Zaucha recommends that parents don't take transition objects like blankets or stuffed animals away before age 3, because children aren't able to rationalize yet and are still attributing humanlike qualities to their objects. She has found from personal experience with her daughter that setting limits about when and where your child can use the object is helpful.
For example, Zaucha only lets her daughter Alex have "Blankie" during naptime, bedtime and relaxing time around the house. At the same time, Zaucha does make certain exceptions. If Alex is sick or feeling anxious about going on an airplane, "Blankie" makes an appearance.
Downers Grove mom Beth Bukey has a 3-year-old daughter named Kathryn who is attached to her dog lovey blanket. Kathryn typically uses the lovey at home while watching TV, at bedtime, and when she's in trouble or upset.
"If she's in trouble or sad about something she will go look for it," Bukey said. "She actually told me when she was crying, 'I need my dog to wipe my tears.'"
Bukey said Kathryn has used the lovey since she was about 18 months old. If her daughter is still attached to her lovey by age 5 or 6, Bukey said she would probably encourage her to "try to live without it."
If you have a 3½-year-old, and have never limited your child's use of a transition object, Zaucha suggests that you tell your child, "You're a big kid now," and establish when the transition object can be used. Zaucha says parents can start off letting their child only have the object during bedtime and naptime, then later just naptime, and eventually notify the child that the item will be kept safe in a box somewhere.
Zaucha said the process should be gradual and is very individualized. Sometimes, parents may want to consider having a conversation with a counselor to develop healthy and comfortable strategies for your child, she said.
Meyerhoff said a child's attachment to a transition object rarely goes beyond preschool. Children find other ways to relieve stress such as riding a bike or reading a book and generally don't need to use a blanket or pacifier anymore. Meyerhoff said after preschool, peers become even more important and having pacifiers or blankets can make children feel embarrassed, which motivates them to give the objects up on their own.
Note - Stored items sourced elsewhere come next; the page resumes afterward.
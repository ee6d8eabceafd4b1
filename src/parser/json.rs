// SPDX-License-Identifier: Apache-2.0

use chrono::{DateTime, NaiveDateTime, Utc};
use serde_json::Value;

use super::traits::{ParseError, Parsed, RecordParser};

/// Keys written by p4d's structured (JSON) log, renamed to the field names
/// used for text logs so both formats land in the same schema.
const RENAMES: &[(&str, &str)] = &[
    ("cmd", "p4.cmd"),
    ("user", "p4.user"),
    ("workspace", "p4.workspace"),
    ("ip", "p4.ip"),
    ("args", "p4.args"),
    ("app", "p4.app"),
    ("pid", "p4.pid"),
    ("startTime", "p4.start_time"),
    ("endTime", "p4.end_time"),
    ("computeLapse", "p4.compute_sec"),
    ("completedLapse", "p4.completed_sec"),
];

/// Parses each record as one JSON object.
#[derive(Debug, Clone, Default)]
pub struct JsonParser;

impl JsonParser {
    pub fn new() -> Self {
        Self
    }
}

impl RecordParser for JsonParser {
    fn parse(&self, text: &str) -> Result<Parsed, ParseError> {
        let value: Value =
            serde_json::from_str(text).map_err(|e| ParseError(format!("invalid JSON: {}", e)))?;

        let Value::Object(map) = value else {
            return Err(ParseError(
                "JSON must be an object at the top level".to_string(),
            ));
        };

        let mut parsed = Parsed::default();
        for (key, value) in map {
            if value.is_null() {
                continue;
            }
            let name = RENAMES
                .iter()
                .find(|(from, _)| *from == key)
                .map_or_else(|| format!("p4.{}", key), |(_, to)| to.to_string());
            parsed.fields.insert(name, value);
        }

        parsed.timestamp = parsed
            .fields
            .get("p4.start_time")
            .and_then(Value::as_str)
            .and_then(parse_time);

        Ok(parsed)
    }
}

fn parse_time(raw: &str) -> Option<DateTime<Utc>> {
    if let Ok(t) = DateTime::parse_from_rfc3339(raw) {
        return Some(t.with_timezone(&Utc));
    }
    ["%Y/%m/%d %H:%M:%S", "%Y-%m-%d %H:%M:%S"]
        .iter()
        .find_map(|fmt| NaiveDateTime::parse_from_str(raw, fmt).ok())
        .map(|t| t.and_utc())
}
Meyerhoff said the best thing parents can do is "back off." Forcing your child to give up a transition object can result in a power struggle, he said.
"If a child becomes aware that this is something that gets under your skin, this becomes one of the few ways that he can exert power in the relationship, and he will stubbornly stick to it," he said.
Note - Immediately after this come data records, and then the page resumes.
// SPDX-License-Identifier: Apache-2.0

//! Delivers batches to the sink and advances the registry.
//!
//! Batches are handled strictly one at a time, in the order the spooler
//! produced them. A batch is retried until the sink acknowledges it or the
//! publisher is aborted; only after the acknowledgement are its positions
//! written to the registry.

mod backoff;

pub use backoff::Backoff;

use std::time::Duration;
use tokio::select;
use tokio::sync::watch;
use tokio::time::{Instant, sleep};
use tokio_util::sync::CancellationToken;
use tracing::{debug, error, info, warn};

use crate::bounded_channel::BoundedReceiver;
use crate::error::{Error, Result};
use crate::event::Batch;
use crate::registry::Registry;
use crate::sink::Sink;

#[derive(Debug, Clone)]
pub struct PublisherConfig {
    pub initial_backoff: Duration,
    pub max_backoff: Duration,
    /// Continuous failure after which the publisher reports itself stuck
    pub stuck_after: Duration,
    /// How long registry writes may keep failing before it is fatal
    pub registry_max_failure: Duration,
}

impl Default for PublisherConfig {
    fn default() -> Self {
        Self {
            initial_backoff: Duration::from_secs(1),
            max_backoff: Duration::from_secs(60),
            stuck_after: Duration::from_secs(300),
            registry_max_failure: Duration::from_secs(60),
        }
    }
}

#[derive(Debug, Clone, Copy, PartialEq, Eq)]
pub enum PublisherStatus {
    Healthy,
    Retrying,
    Stuck,
    Stopped,
}

#[derive(Debug, Default, Clone, Copy, PartialEq, Eq)]
pub struct DeliveryStats {
    pub batches: u64,
    pub events: u64,
    pub failed_attempts: u64,
}

pub struct PublisherReport {
    pub stats: DeliveryStats,
    pub registry: Registry,
}

pub struct Publisher<S> {
    config: PublisherConfig,
    sink: S,
    registry: Registry,
    rx: BoundedReceiver<Batch>,
    abort: CancellationToken,
    status: watch::Sender<PublisherStatus>,
    stats: DeliveryStats,
    persist_failing_since: Option<Instant>,
}

impl<S: Sink> Publisher<S> {
    pub fn new(
        config: PublisherConfig,
        sink: S,
        registry: Registry,
        rx: BoundedReceiver<Batch>,
        abort: CancellationToken,
    ) -> Self {
        let (status, _) = watch::channel(PublisherStatus::Healthy);
        Self {
            config,
            sink,
            registry,
            rx,
            abort,
            status,
            stats: DeliveryStats::default(),
            persist_failing_since: None,
        }
    }

    pub fn subscribe(&self) -> watch::Receiver<PublisherStatus> {
        self.status.subscribe()
    }

    /// Runs until the spooler closes its side and every batch is delivered.
    pub async fn run(mut self) -> Result<PublisherReport> {
        debug!(sink = self.sink.name(), "Starting publisher");
        let abort = self.abort.clone();

        loop {
            let batch = select! {
                biased;
                _ = abort.cancelled() => return Err(self.aborted(None)),
                batch = self.rx.next() => batch,
            };
            let Some(batch) = batch else {
                break;
            };

            self.deliver(&batch).await?;
            self.stats.batches += 1;
            self.stats.events += batch.events.len() as u64;
            self.commit(&batch)?;
        }

        if let Err(e) = self.registry.persist() {
            error!(error = %e, "Final registry write failed");
            self.status.send_replace(PublisherStatus::Stopped);
            return Err(e);
        }
        self.status.send_replace(PublisherStatus::Stopped);
        debug!(
            batches = self.stats.batches,
            events = self.stats.events,
            "Publisher finished"
        );
        Ok(PublisherReport {
            stats: self.stats,
            registry: self.registry,
        })
    }

    async fn deliver(&mut self, batch: &Batch) -> Result<()> {
        let abort = self.abort.clone();
        let mut backoff = Backoff::new(self.config.initial_backoff, self.config.max_backoff);
        let started = Instant::now();
        let mut stuck = false;

        loop {
            let res = select! {
                biased;
                _ = abort.cancelled() => return Err(self.aborted(Some(batch))),
                res = self.sink.send(batch) => res,
            };

            let e = match res {
                Ok(()) => {
                    if backoff.attempts() > 0 {
                        info!(
                            seq = batch.seq,
                            attempts = backoff.attempts() + 1,
                            "Delivery recovered"
                        );
                        self.status.send_replace(PublisherStatus::Healthy);
                    }
                    return Ok(());
                }
                Err(e) => e,
            };

            self.stats.failed_attempts += 1;
            let delay = backoff.next_delay();
            if e.retryable {
                warn!(
                    seq = batch.seq,
                    attempt = backoff.attempts(),
                    delay = ?delay,
                    error = %e,
                    "Delivery failed, will retry after delay"
                );
            } else {
                error!(
                    seq = batch.seq,
                    attempt = backoff.attempts(),
                    delay = ?delay,
                    error = %e,
                    "Sink rejected batch, will retry after delay"
                );
            }

            if !stuck && started.elapsed() >= self.config.stuck_after {
                stuck = true;
                error!(
                    seq = batch.seq,
                    failing_for = ?started.elapsed(),
                    "Publisher is stuck; events are held until the sink accepts them"
                );
                self.status.send_replace(PublisherStatus::Stuck);
            } else if !stuck {
                self.status.send_replace(PublisherStatus::Retrying);
            }

            select! {
                biased;
                _ = abort.cancelled() => return Err(self.aborted(Some(batch))),
                _ = sleep(delay) => {}
            }
        }
    }

    fn commit(&mut self, batch: &Batch) -> Result<()> {
        match self
            .registry
            .commit_batch(&batch.commits, &batch.finished)
        {
            Ok(advanced) => {
                if self.persist_failing_since.take().is_some() {
                    info!("Registry writes recovered");
                }
                debug!(seq = batch.seq, advanced, "Committed batch");
                Ok(())
            }
            Err(e) => {
                let since = *self.persist_failing_since.get_or_insert_with(Instant::now);
                if since.elapsed() >= self.config.registry_max_failure {
                    error!(error = %e, failing_for = ?since.elapsed(), "Registry cannot be written");
                    return Err(e);
                }
                warn!(error = %e, "Registry write failed, will retry on next batch");
                Ok(())
            }
        }
    }

    fn aborted(&mut self, in_flight: Option<&Batch>) -> Error {
        let mut pending = in_flight.map_or(0, |b| b.events.len());
        while let Some(queued) = self.rx.try_recv() {
            pending += queued.events.len();
        }
        self.status.send_replace(PublisherStatus::Stopped);
        Error::DeliveryAborted { pending }
    }
}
Meyerhoff said if a parent remains calm and makes it clear that "it's no big deal," then it will be easier for the child to give up the object by himself/herself and will keep the "whole process focused on the child rather than the interaction between the two of you."
Zaucha knows that parents can get concerned about their child's attachment to a transition object but she wants them to realize that there is nothing damaging about having a "blankie," or lovey. Transition objects are a normal part of child development.
Almost every day, Zaucha's daughter Alex says "Buh-bye Blankie," when Blankie goes on top of the dryer during playtime or when Blankie gets a bath to be "fresh and clean like Alex." Eventually, Alex won't need Blankie anymore and will say bye to Blankie for the last time either on her own or with her parents' encouragement.
Tips for parents
Don't take your child's transition object away before age 3. The only exception is pacifiers, which you should take away from your child at 12 to 18 months old or sooner to prevent problems with tooth and jaw position.
Gradually set limits about when and where your child can have the object.
Don't force your child to give up the object. If you do, it could result in a power struggle.
Wash the transition object early and often so that your child won't become attached to the scent.
Be patient and realize that transition objects are a normal part of your child's development.